Proper oral care is crucial for long-term heart health, as indicated by a recent study. The study suggests that oral bacteria linked to oral cancers, gum inflammation, and bad breath may increase the risk of heart disease, potentially leading to heart attacks or strokes.
Oral hygiene can prevent risk of heart disease
Individuals who have antibodies fighting against the oral bacterium, Fusobacterium nucleatum, may have a slightly higher risk of experiencing cardiovascular events, according to a recent study. The presence of these antibodies suggests that the person has either had a past infection or is currently infected with this bacterium.

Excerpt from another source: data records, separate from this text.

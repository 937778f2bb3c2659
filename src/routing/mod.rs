//! Destination registry and filename-prefix routing
//!
//! - [`DestinationRegistry`] - named remote endpoints, loaded once per configuration
//! - [`PatternRouter`] - first-match prefix rules with an `all`/list default
//!
//! Both are immutable after construction and are shared read-only between
//! ingress sources and dispatch workers.

mod registry;
mod router;

pub use registry::{Destination, DestinationRegistry};
pub use router::PatternRouter;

According to Flavia Hodel, the lead author from the School of Life Sciences at EPFL in Switzerland, F. nucleatum could potentially contribute to cardiovascular risk in two ways. Firstly, it may cause increased systemic inflammation due to the presence of the bacteria in the mouth. Secondly, it may directly colonize the arterial walls or plaque lining the arterial walls.
Heart disease, accounting for approximately one-third of worldwide deaths, results from a combination of genetic and environmental factors. The primary manifestation, coronary heart disease, develops due to the buildup of plaque in the heart’s arteries, leading to symptoms like chest pain, fatigue, and breathlessness that may progress to heart attacks.

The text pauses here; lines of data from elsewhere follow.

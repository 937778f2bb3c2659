mod cli;
mod server;

use clap::Parser;
use cli::{Cli, Commands};

#[tokio::main]
async fn main() -> Result<(), Box<dyn std::error::Error + Send + Sync>> {
    relaybox::observability::init_tracing();

    let cli = Cli::parse();

    match cli.command {
        Commands::Run(args) => server::run(args.config, args.api_addr).await?,
        Commands::CheckConfig(args) => server::check_config(args.config)?,
        Commands::Push(args) => server::push(args.file, args.addr, args.timeout_secs).await?,
    }

    Ok(())
}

Hodel explains that the role of infections in the development of coronary heart disease is not fully understood, despite significant progress in understanding the disease. Researchers aim to bridge this knowledge gap by conducting a comprehensive study on infections, inflammation, and genetic risk factors.
Individuals with, F. nucleatum antibodies at risk of heart disease
The study of 3,500 Swiss participants over 12 years revealed 6% experienced cardiovascular events. Blood tests targeting 15 viruses, six bacteria, and a parasite found elevated risk in those with antibodies against Fusobacterium nucleatum. High genetic predisposition for coronary heart disease correlated with increased cardiovascular event likelihood.
Therefore treating oral infections could reduce the chances of developing heart disease. If future research confirms the link between this specific bacterium and heart ailments, new methods could be developed to identify individuals at risk and prevent cardiovascular events.